//! Pool configuration types

use std::time::Duration;

use kvpool_core::{KvError, Result};
use serde::{Deserialize, Serialize};

/// Configuration for a source's connection pool
///
/// Controls pool sizing, timeouts and idle eviction.
#[derive(Debug, Clone, PartialEq, Eq, Serialize, Deserialize)]
pub struct PoolConfig {
    /// Maximum number of connections, idle and borrowed together
    max_total: usize,
    /// Maximum number of idle connections kept for reuse
    max_idle: usize,
    /// Upper bound in milliseconds for one acquisition, retries included
    max_wait_ms: u64,
    /// Interval in milliseconds between idle eviction sweeps
    eviction_interval_ms: u64,
    /// Idle time in milliseconds after which a connection may be evicted
    min_evictable_idle_ms: u64,
    /// Connect and read timeout in milliseconds
    timeout_ms: u64,
    /// Whether idle connections are pinged before being handed out
    validate_on_borrow: bool,
}

impl PoolConfig {
    /// Create a new pool configuration with the given total and idle limits
    ///
    /// # Panics
    ///
    /// Panics if `max_total` is 0 or if `max_idle > max_total`.
    pub fn new(max_total: usize, max_idle: usize) -> Self {
        assert!(
            max_total > 0,
            "max_total must be greater than 0, got {}",
            max_total
        );
        assert!(
            max_idle <= max_total,
            "max_idle ({}) cannot exceed max_total ({})",
            max_idle,
            max_total
        );

        Self {
            max_total,
            max_idle,
            max_wait_ms: 1_800_000,        // 30 minutes
            eviction_interval_ms: 180_000, // 3 minutes
            min_evictable_idle_ms: 60_000, // 1 minute
            timeout_ms: 180_000,           // 3 minutes
            validate_on_borrow: true,
        }
    }

    /// Set the maximum number of connections
    pub fn with_max_total(mut self, max_total: usize) -> Self {
        self.max_total = max_total;
        self
    }

    /// Set the maximum number of idle connections
    pub fn with_max_idle(mut self, max_idle: usize) -> Self {
        self.max_idle = max_idle;
        self
    }

    /// Set the acquisition upper bound in milliseconds
    pub fn with_max_wait_ms(mut self, max_wait_ms: u64) -> Self {
        self.max_wait_ms = max_wait_ms;
        self
    }

    /// Set the idle eviction interval in milliseconds
    pub fn with_eviction_interval_ms(mut self, interval_ms: u64) -> Self {
        self.eviction_interval_ms = interval_ms;
        self
    }

    /// Set the idle time after which connections may be evicted, in milliseconds
    pub fn with_min_evictable_idle_ms(mut self, idle_ms: u64) -> Self {
        self.min_evictable_idle_ms = idle_ms;
        self
    }

    /// Set the connect and read timeout in milliseconds
    pub fn with_timeout_ms(mut self, timeout_ms: u64) -> Self {
        self.timeout_ms = timeout_ms;
        self
    }

    /// Enable or disable validation of idle connections before reuse
    pub fn with_validate_on_borrow(mut self, validate: bool) -> Self {
        self.validate_on_borrow = validate;
        self
    }

    /// Check the configuration for values the pool cannot work with
    pub fn validate(&self) -> Result<()> {
        if self.max_total == 0 {
            return Err(KvError::Configuration(
                "max_total must be greater than 0".to_string(),
            ));
        }
        if self.max_idle > self.max_total {
            return Err(KvError::Configuration(format!(
                "max_idle ({}) cannot exceed max_total ({})",
                self.max_idle, self.max_total
            )));
        }
        if self.eviction_interval_ms == 0 {
            return Err(KvError::Configuration(
                "eviction interval must be greater than 0".to_string(),
            ));
        }
        if self.timeout_ms == 0 {
            return Err(KvError::Configuration(
                "timeout must be greater than 0".to_string(),
            ));
        }
        Ok(())
    }

    /// Get the maximum number of connections
    pub fn max_total(&self) -> usize {
        self.max_total
    }

    /// Get the maximum number of idle connections
    pub fn max_idle(&self) -> usize {
        self.max_idle
    }

    /// Get the acquisition upper bound
    pub fn max_wait(&self) -> Duration {
        Duration::from_millis(self.max_wait_ms)
    }

    /// Get the idle eviction interval
    pub fn eviction_interval(&self) -> Duration {
        Duration::from_millis(self.eviction_interval_ms)
    }

    /// Get the idle time after which connections may be evicted
    pub fn min_evictable_idle(&self) -> Duration {
        Duration::from_millis(self.min_evictable_idle_ms)
    }

    /// Get the connect and read timeout
    pub fn timeout(&self) -> Duration {
        Duration::from_millis(self.timeout_ms)
    }

    /// Whether idle connections are validated before reuse
    pub fn validate_on_borrow(&self) -> bool {
        self.validate_on_borrow
    }
}

impl Default for PoolConfig {
    /// Create a default pool configuration
    ///
    /// Defaults:
    /// - max_total: 1024
    /// - max_idle: 10
    /// - max_wait: 30 minutes
    /// - eviction_interval: 3 minutes
    /// - min_evictable_idle: 1 minute
    /// - timeout: 3 minutes
    /// - validate_on_borrow: true
    fn default() -> Self {
        Self::new(1024, 10)
    }
}
//! Mock connections shared by the unit tests

use std::sync::Arc;
use std::sync::atomic::{AtomicBool, AtomicUsize, Ordering};

use async_trait::async_trait;
use kvpool_core::{CacheConnection, ConnectionFactory, Endpoint, KvError, Reply, Result};

/// Counters and failure switches shared by a factory and its connections
#[derive(Default)]
pub(crate) struct MockState {
    pub connects: AtomicUsize,
    pub auths: AtomicUsize,
    pub pings: AtomicUsize,
    pub closes: AtomicUsize,
    pub fail_connect: AtomicBool,
    pub fail_auth: AtomicBool,
    pub fail_ping: AtomicBool,
}

impl MockState {
    pub fn connects(&self) -> usize {
        self.connects.load(Ordering::SeqCst)
    }

    pub fn auths(&self) -> usize {
        self.auths.load(Ordering::SeqCst)
    }

    pub fn pings(&self) -> usize {
        self.pings.load(Ordering::SeqCst)
    }

    pub fn closes(&self) -> usize {
        self.closes.load(Ordering::SeqCst)
    }

    pub fn set_fail_connect(&self, fail: bool) {
        self.fail_connect.store(fail, Ordering::SeqCst);
    }

    pub fn set_fail_auth(&self, fail: bool) {
        self.fail_auth.store(fail, Ordering::SeqCst);
    }

    pub fn set_fail_ping(&self, fail: bool) {
        self.fail_ping.store(fail, Ordering::SeqCst);
    }
}

/// Connection that answers PING and AUTH and echoes everything else
pub(crate) struct MockConnection {
    state: Arc<MockState>,
    closed: AtomicBool,
}

#[async_trait]
impl CacheConnection for MockConnection {
    fn driver_name(&self) -> &str {
        "mock"
    }

    async fn command(&self, name: &str, args: &[&str]) -> Result<Reply> {
        if self.closed.load(Ordering::SeqCst) {
            return Err(KvError::Connection("connection closed".into()));
        }
        match name {
            "PING" => {
                self.state.pings.fetch_add(1, Ordering::SeqCst);
                if self.state.fail_ping.load(Ordering::SeqCst) {
                    Err(KvError::Connection("connection reset by peer".into()))
                } else {
                    Ok(Reply::Status("PONG".into()))
                }
            }
            "AUTH" => {
                self.state.auths.fetch_add(1, Ordering::SeqCst);
                if self.state.fail_auth.load(Ordering::SeqCst) {
                    Err(KvError::Command("WRONGPASS invalid password".into()))
                } else {
                    Ok(Reply::Okay)
                }
            }
            _ => Ok(Reply::Data(args.join(" ").into_bytes())),
        }
    }

    async fn close(&self) -> Result<()> {
        if !self.closed.swap(true, Ordering::SeqCst) {
            self.state.closes.fetch_add(1, Ordering::SeqCst);
        }
        Ok(())
    }

    fn is_closed(&self) -> bool {
        self.closed.load(Ordering::SeqCst)
    }
}

/// Factory producing `MockConnection`s
#[derive(Default)]
pub(crate) struct MockFactory {
    state: Arc<MockState>,
}

impl MockFactory {
    pub fn new() -> Self {
        Self::default()
    }

    pub fn state(&self) -> Arc<MockState> {
        self.state.clone()
    }
}

#[async_trait]
impl ConnectionFactory for MockFactory {
    fn driver_name(&self) -> &'static str {
        "mock"
    }

    async fn connect(&self, endpoint: &Endpoint) -> Result<Box<dyn CacheConnection>> {
        if self.state.fail_connect.load(Ordering::SeqCst) {
            return Err(KvError::Connection(format!(
                "connection refused: {}",
                endpoint
            )));
        }
        self.state.connects.fetch_add(1, Ordering::SeqCst);
        Ok(Box::new(MockConnection {
            state: self.state.clone(),
            closed: AtomicBool::new(false),
        }))
    }
}
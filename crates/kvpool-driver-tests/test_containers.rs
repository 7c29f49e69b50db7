//! Docker containers for integration tests
//!
//! Containers are started once per test process and cached. Two Redis
//! servers are available: an open one and one that requires a password.
//!
//! # Example
//!
//! ```rust,ignore
//! use kvpool_driver_tests::test_containers::redis_container;
//!
//! let info = redis_container().await?;
//! println!("redis at {}:{}", info.host, info.port);
//! ```

use once_cell::sync::Lazy;
use std::sync::{Arc, Mutex};
use testcontainers::{ContainerAsync, ContainerRequest, ImageExt, runners::AsyncRunner};
use testcontainers_modules::redis::{REDIS_PORT, Redis};

/// Password configured on the authenticated Redis container
pub const REDIS_TEST_PASSWORD: &str = "kvpool-secret";

/// Information about a running test container
#[derive(Debug, Clone)]
pub struct ContainerInfo {
    /// Host address (typically 127.0.0.1)
    pub host: String,
    /// Port number (randomly assigned by testcontainers)
    pub port: u16,
    /// Password required by the server, if any
    pub password: Option<String>,
}

/// Redis container kept alive for the whole test process
struct RedisContainer {
    #[allow(dead_code)]
    inner: ContainerAsync<Redis>,
    info: ContainerInfo,
}

/// Global Redis container without authentication
static REDIS_CONTAINER: Lazy<Arc<Mutex<Option<RedisContainer>>>> =
    Lazy::new(|| Arc::new(Mutex::new(None)));

/// Global Redis container with `requirepass`
static REDIS_AUTH_CONTAINER: Lazy<Arc<Mutex<Option<RedisContainer>>>> =
    Lazy::new(|| Arc::new(Mutex::new(None)));

fn cached(slot: &Mutex<Option<RedisContainer>>) -> anyhow::Result<Option<ContainerInfo>> {
    let guard = slot
        .lock()
        .map_err(|e| anyhow::anyhow!("failed to lock redis container: {}", e))?;
    Ok(guard.as_ref().map(|container| container.info.clone()))
}

async fn start(
    slot: &Mutex<Option<RedisContainer>>,
    request: ContainerRequest<Redis>,
    password: Option<&str>,
) -> anyhow::Result<ContainerInfo> {
    if let Some(info) = cached(slot)? {
        return Ok(info);
    }

    tracing::info!(authenticated = password.is_some(), "starting Redis test container");

    let container = request
        .start()
        .await
        .map_err(|e| anyhow::anyhow!("failed to start redis container: {}", e))?;

    let host_port = container
        .get_host_port_ipv4(REDIS_PORT)
        .await
        .map_err(|e| anyhow::anyhow!("failed to get redis port: {}", e))?;

    let info = ContainerInfo {
        host: "127.0.0.1".to_string(),
        port: host_port,
        password: password.map(str::to_string),
    };

    tracing::info!(port = host_port, "Redis test container started successfully");

    let mut guard = slot
        .lock()
        .map_err(|e| anyhow::anyhow!("failed to lock redis container: {}", e))?;
    // Another test may have won the race; keep the first container.
    if let Some(existing) = guard.as_ref() {
        return Ok(existing.info.clone());
    }
    *guard = Some(RedisContainer {
        inner: container,
        info: info.clone(),
    });

    Ok(info)
}

/// Start (or reuse) the Redis container without a password
pub async fn redis_container() -> anyhow::Result<ContainerInfo> {
    start(&REDIS_CONTAINER, Redis::default().into(), None).await
}

/// Start (or reuse) the Redis container that requires [`REDIS_TEST_PASSWORD`]
pub async fn redis_auth_container() -> anyhow::Result<ContainerInfo> {
    let request = Redis::default().with_cmd([
        "redis-server",
        "--requirepass",
        REDIS_TEST_PASSWORD,
    ]);
    start(&REDIS_AUTH_CONTAINER, request, Some(REDIS_TEST_PASSWORD)).await
}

= = =

Your answer should consist of all lines in the listing above that contain "Panics".

    /// # Panics
    /// Panics if `max_total` is 0 or if `max_idle > max_total`.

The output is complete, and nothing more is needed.